Psi Centauri, which is Latinized from ψ Centauri, is a binary star system in the southern constellation of Centaurus. It is visible to the naked eye with a baseline apparent visual magnitude of +4.05. The distance to this system is approximately 259 light years based on parallax. The radial velocity is poorly constrained, but it appears to be slowly drifting away from the Sun at the rate of +2 km/s.
This is a detached eclipsing binary system with the secondary eclipse being total. The pair are orbiting each other with a period of 38.81 days and an eccentricity of 0.55. The brightness of the system dips by 0.28 and 0.16 magnitude during the two eclipses per orbit. The system displays an infrared excess at a wavelength of 60 μm, indicating the presence of a circumstellar debris disk with a temperature of 120 K, orbiting at a distance of 64 AU.

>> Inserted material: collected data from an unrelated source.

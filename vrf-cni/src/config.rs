use std::net::SocketAddr;
use std::path::PathBuf;

use clap::{Parser, Subcommand};

use crate::provision::{DEFAULT_POD_VRF_INDEX, DEFAULT_PUNT_TABLE_ID, ProvisionConfig};

#[derive(Debug, Parser)]
#[command(version, about, long_about = None)]
pub struct Cli {
    #[command(subcommand)]
    pub command: Commands,
}

#[derive(Clone, Subcommand, Debug)]
pub enum Commands {
    Agent(AgentArgs),
}

#[derive(Parser, Debug, Clone)]
pub struct AgentArgs {
    /// Pod state snapshot, rewritten on every pod change
    #[arg(long, env = "VRF_CNI_STATE_FILE", default_value = "/var/lib/vrf-cni/state")]
    pub state_file: PathBuf,

    /// Socket the pod API listens on
    #[arg(
        long,
        env = "VRF_CNI_API_SOCKET",
        default_value = "/var/run/vrf-cni/agent.sock"
    )]
    pub api_socket_path: PathBuf,

    /// Metrics listener for agent
    #[arg(long, env = "VRF_CNI_METRICS_ADDRESS", default_value = "0.0.0.0:9090")]
    pub metrics_address: SocketAddr,

    /// YAML list of secondary network definitions
    #[arg(long, env = "VRF_CNI_NETWORKS_CONFIG")]
    pub networks_config: Option<PathBuf>,

    /// Table pod VRFs of single-network pods fall through to
    #[arg(long, env = "VRF_CNI_POD_VRF_INDEX", default_value_t = DEFAULT_POD_VRF_INDEX)]
    pub pod_vrf_index: u32,

    /// Table receiving punted traffic
    #[arg(long, env = "VRF_CNI_PUNT_TABLE_ID", default_value_t = DEFAULT_PUNT_TABLE_ID)]
    pub punt_table_id: u32,

    /// Enable strict reverse path filtering on every pod
    #[arg(long, env = "VRF_CNI_STRICT_RPF")]
    pub strict_rpf: bool,

    /// Create memif interfaces for pods that ask for them
    #[arg(long, env = "VRF_CNI_MEMIF_ENABLED")]
    pub memif_enabled: bool,
}

impl AgentArgs {
    pub fn provision_config(&self) -> ProvisionConfig {
        ProvisionConfig {
            pod_vrf_index: self.pod_vrf_index,
            punt_table_id: self.punt_table_id,
            strict_rpf: self.strict_rpf,
            memif_enabled: self.memif_enabled,
        }
    }
}

#[cfg(test)]
mod test {
    use super::*;

    #[test]
    fn defaults() {
        let cli = Cli::try_parse_from(["vrf-cni", "agent"]).unwrap();
        let Commands::Agent(args) = cli.command;
        assert_eq!(args.provision_config(), ProvisionConfig::default());
        assert!(args.networks_config.is_none());
    }

    #[test]
    fn flags_override_defaults() {
        let cli = Cli::try_parse_from([
            "vrf-cni",
            "agent",
            "--state-file",
            "/tmp/state",
            "--pod-vrf-index",
            "7",
            "--strict-rpf",
        ])
        .unwrap();
        let Commands::Agent(args) = cli.command;
        assert_eq!(args.state_file, PathBuf::from("/tmp/state"));
        let config = args.provision_config();
        assert_eq!(config.pod_vrf_index, 7);
        assert!(config.strict_rpf);
        assert!(!config.memif_enabled);
    }
}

The pair have a combined stellar classification of A0 IV, matching a white-hued A-type subgiant. The two components appear to be at different evolutionary stages. Both have high rotation rates, with projected rotational velocities over 120 km/s. The primary has 3.6 times the Sun's radius while the secondary is 1.8 times. The primary showed evidence of pulsational behavior with 1.996 and 5.127 cycles per day, which suggests it is a slowly pulsating B star. But this remains unconfirmed as of 2017, and the finding may instead be the result of instrumental error.